• [Assignment] If a line in the entries below contains "warn", copy it.

• [Entries supplied]
↓↓↓

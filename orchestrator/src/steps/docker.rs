//! Docker engine installation step

use async_trait::async_trait;
use regex::Regex;
use serde_json::{json, Map, Value};
use tracing::{info, warn};

use crate::catalog::StepId;
use crate::channel::{exec_checked, HostHandle};
use crate::context::{ContextDelta, StepContext};
use crate::errors::OrchestratorError;
use crate::steps::{ProgressFn, StepExecutor};

/// Installs the Docker engine when absent and ensures the daemon runs
pub struct DockerInstall;

impl DockerInstall {
    /// Extract "26.1.4" from `docker --version` output
    fn parse_version(output: &str) -> Option<String> {
        let re = Regex::new(r"Docker version (\d+\.\d+\.\d+)").ok()?;
        re.captures(output).map(|c| c[1].to_string())
    }

    fn install_command(package_manager: &str) -> String {
        match package_manager {
            "apt-get" => {
                "apt-get update -qq && apt-get install -y -qq docker.io docker-compose-v2".to_string()
            }
            "dnf" => "dnf install -y docker docker-compose".to_string(),
            "yum" => "yum install -y docker docker-compose".to_string(),
            "apk" => "apk add --no-cache docker docker-cli-compose".to_string(),
            other => format!("{other} install -y docker"),
        }
    }
}

#[async_trait]
impl StepExecutor for DockerInstall {
    async fn execute(
        &self,
        _step: StepId,
        ctx: &StepContext,
        _config: &Map<String, Value>,
        host: &HostHandle,
        on_progress: ProgressFn<'_>,
    ) -> Result<ContextDelta, OrchestratorError> {
        on_progress(5, "Checking for existing Docker engine...");
        let probe = host.exec("docker --version 2>/dev/null || true").await?;

        let mut delta = Map::new();
        if let Some(version) = Self::parse_version(&probe.stdout) {
            info!("Docker {} already installed, skipping installation", version);
            delta.insert("docker_version".to_string(), json!(version));
            delta.insert("freshly_installed".to_string(), json!(false));
            on_progress(100, "Docker engine already present");
            return Ok(delta);
        }

        let pm = match ctx.get_str(StepId::SystemDetection, "package_manager") {
            Ok(pm) => pm.to_string(),
            Err(e) => {
                warn!("{}; assuming apt-get", e);
                "apt-get".to_string()
            }
        };

        on_progress(20, "Installing Docker engine...");
        exec_checked(host, &Self::install_command(&pm)).await?;

        on_progress(70, "Enabling docker daemon...");
        exec_checked(
            host,
            "systemctl enable --now docker 2>/dev/null || service docker start",
        )
        .await?;

        on_progress(90, "Verifying installation...");
        let verify = exec_checked(host, "docker --version").await?;
        let version = Self::parse_version(&verify.stdout).ok_or_else(|| {
            OrchestratorError::ValidationError(format!(
                "Docker installed but version not parseable: {}",
                verify.stdout.trim()
            ))
        })?;

        info!("Docker {} installed", version);
        delta.insert("docker_version".to_string(), json!(version));
        delta.insert("freshly_installed".to_string(), json!(true));
        on_progress(100, "Docker engine ready");
        Ok(delta)
    }
}
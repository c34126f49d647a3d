//! Remote command-execution channel
//!
//! The engine never talks to a transport directly; it holds an opaque
//! `HostHandle` and step executors run shell commands through it. The
//! concrete transport (SSH session, agent socket, ...) lives behind the
//! `CommandChannel` trait. `LocalChannel` runs commands on the local
//! machine and doubles as the provisioning path for `localhost` targets.

use async_trait::async_trait;
use std::process::Stdio;
use std::sync::Arc;
use tokio::process::Command;
use tracing::debug;

use crate::errors::OrchestratorError;

/// Captured result of one remote command
#[derive(Debug, Clone)]
pub struct CommandOutput {
    pub exit_code: i32,
    pub stdout: String,
    pub stderr: String,
}

impl CommandOutput {
    pub fn success(&self) -> bool {
        self.exit_code == 0
    }
}

/// A persistent authenticated command channel to one target host
#[async_trait]
pub trait CommandChannel: Send + Sync {
    /// Run one shell command to completion and capture its output
    async fn exec(&self, command: &str) -> Result<CommandOutput, OrchestratorError>;

    /// Short human-readable description of the target, for logs
    fn target(&self) -> String;
}

/// Shared handle to a session's command channel
pub type HostHandle = Arc<dyn CommandChannel>;

/// Run a command and fail unless it exits zero
pub async fn exec_checked(
    host: &HostHandle,
    command: &str,
) -> Result<CommandOutput, OrchestratorError> {
    let output = host.exec(command).await?;
    if !output.success() {
        return Err(OrchestratorError::CommandFailed {
            code: output.exit_code,
            stderr: output.stderr.trim().to_string(),
        });
    }
    Ok(output)
}

/// Command channel that executes on the local machine via `sh -c`
pub struct LocalChannel;

#[async_trait]
impl CommandChannel for LocalChannel {
    async fn exec(&self, command: &str) -> Result<CommandOutput, OrchestratorError> {
        debug!("Executing local command: {}", command);

        let output = Command::new("sh")
            .args(["-c", command])
            .stdin(Stdio::null())
            .output()
            .await
            .map_err(|e| OrchestratorError::ChannelError(format!("Failed to spawn shell: {e}")))?;

        Ok(CommandOutput {
            exit_code: output.status.code().unwrap_or(-1),
            stdout: String::from_utf8_lossy(&output.stdout).into_owned(),
            stderr: String::from_utf8_lossy(&output.stderr).into_owned(),
        })
    }

    fn target(&self) -> String {
        "localhost".to_string()
    }
}
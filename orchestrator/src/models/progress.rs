//! Progress and status snapshots pushed to observers

use serde::{Deserialize, Serialize};

use crate::models::confirmation::ConfirmationRequest;
use crate::models::session::{DeploymentSession, StepState};

/// Point-in-time progress of one session, assembled by the engine loop
#[derive(Debug, Clone, Serialize, Deserialize)]
pub struct ProgressUpdate {
    /// Snapshot of the step the loop is positioned at
    pub current_step: StepState,

    /// Catalog length
    pub total_steps: usize,

    /// Steps completed so far
    pub completed_count: usize,

    /// Progress across the whole catalog, 0-100
    pub overall_percent: u8,

    /// Pending confirmation, when the session is paused for one
    pub pending_confirmation: Option<ConfirmationRequest>,
}

impl ProgressUpdate {
    /// Assemble a progress update from the session's current position
    pub fn from_session(
        session: &DeploymentSession,
        pending_confirmation: Option<ConfirmationRequest>,
    ) -> Option<Self> {
        let current_step = session.steps.get(session.current_step_index)?.clone();
        Some(Self {
            current_step,
            total_steps: session.steps.len(),
            completed_count: session.completed_count(),
            overall_percent: session.overall_percent(),
            pending_confirmation,
        })
    }
}
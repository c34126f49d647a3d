//! Orchestration engine
//!
//! `DeploymentEngine` is the operator-facing control surface: it creates
//! sessions, launches the step loop, dispatches confirmation responses and
//! handles cancellation. The loop itself lives in `step_loop`; the
//! per-session exclusivity guard in `run_token`.

mod run_token;
mod step_loop;

pub use run_token::RunToken;

use chrono::Utc;
use serde_json::{json, Map, Value};
use std::sync::Arc;
use tracing::{info, warn};

use crate::channel::HostHandle;
use crate::errors::OrchestratorError;
use crate::gate::ConfirmationGate;
use crate::models::confirmation::{ConfirmationAction, ConfirmationResponse};
use crate::models::session::{DeployMode, DeploymentSession, StepStatus};
use crate::options::EngineOptions;
use crate::publish::ProgressPublisher;
use crate::steps::StepExecutors;
use crate::store::{SessionHandle, SessionStore, StartRequest};

pub(crate) struct EngineShared {
    pub(crate) store: Arc<SessionStore>,
    pub(crate) gate: ConfirmationGate,
    pub(crate) executors: StepExecutors,
    pub(crate) publisher: Arc<dyn ProgressPublisher>,
    pub(crate) options: EngineOptions,
}

/// Interactive deployment orchestrator
pub struct DeploymentEngine {
    shared: Arc<EngineShared>,
}

impl DeploymentEngine {
    pub fn new(
        store: Arc<SessionStore>,
        executors: StepExecutors,
        publisher: Arc<dyn ProgressPublisher>,
        options: EngineOptions,
    ) -> Self {
        Self {
            shared: Arc::new(EngineShared {
                store,
                gate: ConfirmationGate::new(),
                executors,
                publisher,
                options,
            }),
        }
    }

    /// Create a session and launch its step loop asynchronously
    pub async fn start(
        &self,
        session_id: &str,
        mode: DeployMode,
        request_config: Map<String, Value>,
        host: HostHandle,
    ) -> Result<(), OrchestratorError> {
        let request = StartRequest {
            session_id: session_id.to_string(),
            mode,
            request_config,
        };
        let handle = self.shared.store.create(request, host)?;
        info!("Deployment session {} created (mode: {:?})", session_id, mode);

        let token = RunToken::acquire(&handle)?;
        self.launch(handle, token);
        Ok(())
    }

    /// Dispatch an operator decision on the session's pending confirmation
    pub async fn confirm(
        &self,
        session_id: &str,
        response: ConfirmationResponse,
    ) -> Result<(), OrchestratorError> {
        let handle = self.shared.store.get(session_id)?;

        // Token first: a resume racing an active loop task must be
        // rejected before it can consume the pending request.
        let token = RunToken::acquire(&handle)?;
        let request = self.shared.gate.resolve(session_id, &response)?;

        info!(
            "Session {}: operator chose {:?} for step {}",
            session_id, response.action, request.step_id
        );

        match response.action {
            ConfirmationAction::Confirm => {
                self.mark_step_ready(&handle, "Operator confirmed execution").await;
                self.launch(handle, token);
            }
            ConfirmationAction::Retry => {
                self.mark_step_ready(&handle, "Operator requested retry").await;
                self.launch(handle, token);
            }
            ConfirmationAction::Skip => {
                self.skip_current_step(&handle, response.reason.as_deref()).await;
                self.launch(handle, token);
            }
            ConfirmationAction::Cancel => {
                drop(token);
                let reason = response
                    .reason
                    .unwrap_or_else(|| "Cancelled by operator".to_string());
                self.finalize_cancelled(&handle, &reason).await;
            }
        }

        Ok(())
    }

    /// Cancel a session from any state
    ///
    /// Cooperative: a step already delegated to an executor finishes, but
    /// its loop task observes the cleared `running` flag at the next step
    /// boundary and exits without touching the finalized state.
    pub async fn cancel(&self, session_id: &str, reason: &str) -> Result<(), OrchestratorError> {
        let handle = self.shared.store.get(session_id)?;
        self.finalize_cancelled(&handle, reason).await;
        Ok(())
    }

    /// Current snapshot of a session's state
    pub async fn get_status(&self, session_id: &str) -> Result<DeploymentSession, OrchestratorError> {
        let handle = self.shared.store.get(session_id)?;
        let session = handle.state.read().await;
        Ok(session.clone())
    }

    /// The session's pending confirmation request, if any
    pub fn pending_confirmation(
        &self,
        session_id: &str,
    ) -> Option<crate::models::confirmation::ConfirmationRequest> {
        self.shared.gate.peek(session_id)
    }

    fn launch(&self, handle: Arc<SessionHandle>, token: RunToken) {
        let shared = self.shared.clone();
        tokio::spawn(async move {
            shared.run_loop(handle, token).await;
        });
    }

    /// Transition the waiting step back onto the normal running path
    async fn mark_step_ready(&self, handle: &Arc<SessionHandle>, note: &str) {
        let mut session = handle.state.write().await;
        if let Some(step) = session.current_step_mut() {
            step.status = StepStatus::Running;
            step.message = Some(note.to_string());
            step.log(note);
        }
    }

    /// Mark the waiting step completed with a skip annotation and move past it
    async fn skip_current_step(&self, handle: &Arc<SessionHandle>, reason: Option<&str>) {
        let mut session = handle.state.write().await;
        let index = session.current_step_index;
        if let Some(step) = session.current_step_mut() {
            let note = match reason {
                Some(r) => format!("Skipped by operator: {r}"),
                None => "Skipped by operator".to_string(),
            };
            step.status = StepStatus::Completed;
            step.progress_percent = 100;
            step.message = Some(note.clone());
            step.error_message = None;
            step.context_data.insert("skipped".to_string(), json!(true));
            step.log(note);
        }
        session.current_step_index = index + 1;
    }

    /// Finalize a cancelled session and remove it from the store
    ///
    /// The gate is discarded while the state write lock is held. The loop
    /// installs confirmation requests under the same lock, so the discard
    /// sees any request installed before the cancel, and the loop's own
    /// terminal re-check stops one from being installed after it.
    async fn finalize_cancelled(&self, handle: &Arc<SessionHandle>, reason: &str) {
        let session_id = handle.request.session_id.clone();

        {
            let mut session = handle.state.write().await;
            self.shared.gate.discard(&session_id);
            if session.completed {
                // Already terminal; cleanup below stays idempotent
                warn!("Session {} cancelled after completion, ignoring", session_id);
            } else {
                session.running = false;
                session.completed = true;
                session.success = false;
                session.end_time = Some(Utc::now());
                if let Some(step) = session.current_step_mut() {
                    step.status = StepStatus::Failed;
                    step.error_message = Some(reason.to_string());
                    step.log(format!("Cancelled: {reason}"));
                }
                info!("Session {} cancelled: {}", session_id, reason);
            }
            self.shared.publisher.publish_status(&session_id, &session);
        }

        self.shared.store.remove(&session_id);
    }
}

↑↑↑

• [Task result]
use tracing::{info, warn};
                warn!("{}; assuming apt-get", e);
use tracing::{info, warn};
                warn!("Session {} cancelled after completion, ignoring", session_id);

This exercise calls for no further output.